(Stored data entries)
+--

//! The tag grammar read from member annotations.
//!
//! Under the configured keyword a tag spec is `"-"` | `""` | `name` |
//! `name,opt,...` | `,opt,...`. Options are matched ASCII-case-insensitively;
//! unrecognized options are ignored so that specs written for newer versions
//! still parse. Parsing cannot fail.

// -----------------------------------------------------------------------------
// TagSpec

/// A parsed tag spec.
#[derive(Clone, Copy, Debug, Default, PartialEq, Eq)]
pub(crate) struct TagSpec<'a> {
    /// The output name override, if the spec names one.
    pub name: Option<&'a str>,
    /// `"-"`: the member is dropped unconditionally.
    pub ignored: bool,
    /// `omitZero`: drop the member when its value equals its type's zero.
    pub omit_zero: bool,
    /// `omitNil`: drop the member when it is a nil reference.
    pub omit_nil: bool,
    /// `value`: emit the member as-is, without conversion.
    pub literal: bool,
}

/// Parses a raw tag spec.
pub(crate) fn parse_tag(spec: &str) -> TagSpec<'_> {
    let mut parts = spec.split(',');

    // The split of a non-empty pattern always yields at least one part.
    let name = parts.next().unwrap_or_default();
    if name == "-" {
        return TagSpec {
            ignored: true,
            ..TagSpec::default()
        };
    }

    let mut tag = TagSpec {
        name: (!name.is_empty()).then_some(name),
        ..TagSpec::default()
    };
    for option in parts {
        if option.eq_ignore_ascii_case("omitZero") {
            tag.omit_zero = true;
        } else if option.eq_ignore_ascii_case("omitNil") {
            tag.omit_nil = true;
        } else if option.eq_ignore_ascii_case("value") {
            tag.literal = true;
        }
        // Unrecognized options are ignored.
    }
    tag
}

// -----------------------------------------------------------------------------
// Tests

+--

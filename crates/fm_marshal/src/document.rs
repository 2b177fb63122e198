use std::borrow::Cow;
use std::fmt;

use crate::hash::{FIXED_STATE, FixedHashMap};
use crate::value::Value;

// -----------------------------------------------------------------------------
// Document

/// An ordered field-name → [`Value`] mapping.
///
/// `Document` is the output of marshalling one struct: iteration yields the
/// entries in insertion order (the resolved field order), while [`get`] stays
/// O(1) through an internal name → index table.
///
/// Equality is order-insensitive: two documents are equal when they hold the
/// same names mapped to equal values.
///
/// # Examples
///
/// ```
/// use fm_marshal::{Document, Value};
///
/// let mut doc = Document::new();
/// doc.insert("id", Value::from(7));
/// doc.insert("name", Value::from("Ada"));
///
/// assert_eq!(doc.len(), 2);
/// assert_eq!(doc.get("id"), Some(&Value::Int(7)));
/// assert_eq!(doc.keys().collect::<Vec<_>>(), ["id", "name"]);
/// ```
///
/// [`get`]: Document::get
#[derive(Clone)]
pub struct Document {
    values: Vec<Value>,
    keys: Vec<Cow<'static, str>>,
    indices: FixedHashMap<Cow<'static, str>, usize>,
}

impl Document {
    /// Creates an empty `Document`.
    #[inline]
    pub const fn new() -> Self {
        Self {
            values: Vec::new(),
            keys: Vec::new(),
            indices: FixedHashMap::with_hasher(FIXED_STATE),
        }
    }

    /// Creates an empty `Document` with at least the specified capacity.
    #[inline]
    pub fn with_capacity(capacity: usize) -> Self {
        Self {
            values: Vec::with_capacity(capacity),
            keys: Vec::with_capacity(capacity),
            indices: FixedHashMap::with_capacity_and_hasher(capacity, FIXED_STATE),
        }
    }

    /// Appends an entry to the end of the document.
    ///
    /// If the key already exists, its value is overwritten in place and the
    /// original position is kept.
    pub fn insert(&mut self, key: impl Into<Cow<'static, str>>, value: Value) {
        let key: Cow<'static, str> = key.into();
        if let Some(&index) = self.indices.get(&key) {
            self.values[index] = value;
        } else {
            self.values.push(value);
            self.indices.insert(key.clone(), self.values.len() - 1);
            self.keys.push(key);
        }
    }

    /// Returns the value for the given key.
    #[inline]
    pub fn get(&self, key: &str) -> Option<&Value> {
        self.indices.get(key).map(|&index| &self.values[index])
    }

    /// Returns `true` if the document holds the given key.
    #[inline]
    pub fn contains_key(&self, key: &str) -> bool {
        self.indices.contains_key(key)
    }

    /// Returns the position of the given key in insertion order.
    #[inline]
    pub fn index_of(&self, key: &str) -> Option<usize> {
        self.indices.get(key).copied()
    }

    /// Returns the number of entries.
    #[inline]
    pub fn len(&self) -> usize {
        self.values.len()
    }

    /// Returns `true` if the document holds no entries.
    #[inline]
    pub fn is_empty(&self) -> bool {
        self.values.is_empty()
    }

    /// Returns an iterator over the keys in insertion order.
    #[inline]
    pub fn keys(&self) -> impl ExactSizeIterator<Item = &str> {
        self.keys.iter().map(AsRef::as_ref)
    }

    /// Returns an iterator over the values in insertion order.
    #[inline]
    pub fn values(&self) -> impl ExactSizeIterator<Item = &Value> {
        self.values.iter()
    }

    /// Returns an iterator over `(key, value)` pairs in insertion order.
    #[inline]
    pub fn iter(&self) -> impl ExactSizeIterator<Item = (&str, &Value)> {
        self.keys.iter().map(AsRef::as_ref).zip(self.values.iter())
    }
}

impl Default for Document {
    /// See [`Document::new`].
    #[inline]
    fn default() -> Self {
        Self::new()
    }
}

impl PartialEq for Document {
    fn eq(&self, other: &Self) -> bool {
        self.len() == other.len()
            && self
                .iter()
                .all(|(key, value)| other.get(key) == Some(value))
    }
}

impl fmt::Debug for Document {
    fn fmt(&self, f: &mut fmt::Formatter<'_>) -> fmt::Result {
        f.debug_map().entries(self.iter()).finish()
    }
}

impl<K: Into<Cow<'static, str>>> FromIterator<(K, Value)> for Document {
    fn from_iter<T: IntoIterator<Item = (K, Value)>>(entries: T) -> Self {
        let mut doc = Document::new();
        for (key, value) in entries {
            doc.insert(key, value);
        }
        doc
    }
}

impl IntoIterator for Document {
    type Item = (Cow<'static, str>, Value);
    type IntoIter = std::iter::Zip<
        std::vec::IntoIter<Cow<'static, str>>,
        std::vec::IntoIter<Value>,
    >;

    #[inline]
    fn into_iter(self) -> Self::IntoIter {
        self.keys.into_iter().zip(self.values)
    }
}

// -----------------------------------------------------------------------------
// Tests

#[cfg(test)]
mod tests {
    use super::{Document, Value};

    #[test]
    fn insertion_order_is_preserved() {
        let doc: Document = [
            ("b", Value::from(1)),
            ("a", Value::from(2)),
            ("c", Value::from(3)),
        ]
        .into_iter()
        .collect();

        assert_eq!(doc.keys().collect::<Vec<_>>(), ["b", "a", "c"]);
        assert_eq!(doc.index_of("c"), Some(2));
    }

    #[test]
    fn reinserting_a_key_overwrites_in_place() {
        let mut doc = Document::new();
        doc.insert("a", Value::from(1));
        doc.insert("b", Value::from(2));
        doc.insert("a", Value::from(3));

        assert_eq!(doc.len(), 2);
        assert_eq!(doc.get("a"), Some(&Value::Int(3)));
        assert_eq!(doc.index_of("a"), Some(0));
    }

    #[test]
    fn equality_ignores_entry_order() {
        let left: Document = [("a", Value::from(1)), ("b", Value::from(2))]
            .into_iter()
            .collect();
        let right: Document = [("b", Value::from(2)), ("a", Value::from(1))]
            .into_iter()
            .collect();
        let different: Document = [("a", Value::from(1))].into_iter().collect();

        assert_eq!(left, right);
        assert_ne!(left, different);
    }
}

+--

In the data above, find the line with "self.indices.contains_key(key)" and the line with "pub fn iter(&self)". Retype both, plus every line between them, exactly.

YOUR RESPONSE
        self.indices.contains_key(key)
    }

    /// Returns the position of the given key in insertion order.
    #[inline]
    pub fn index_of(&self, key: &str) -> Option<usize> {
        self.indices.get(key).copied()
    }

    /// Returns the number of entries.
    #[inline]
    pub fn len(&self) -> usize {
        self.values.len()
    }

    /// Returns `true` if the document holds no entries.
    #[inline]
    pub fn is_empty(&self) -> bool {
        self.values.is_empty()
    }

    /// Returns an iterator over the keys in insertion order.
    #[inline]
    pub fn keys(&self) -> impl ExactSizeIterator<Item = &str> {
        self.keys.iter().map(AsRef::as_ref)
    }

    /// Returns an iterator over the values in insertion order.
    #[inline]
    pub fn values(&self) -> impl ExactSizeIterator<Item = &Value> {
        self.values.iter()
    }

    /// Returns an iterator over `(key, value)` pairs in insertion order.
    #[inline]
    pub fn iter(&self) -> impl ExactSizeIterator<Item = (&str, &Value)> {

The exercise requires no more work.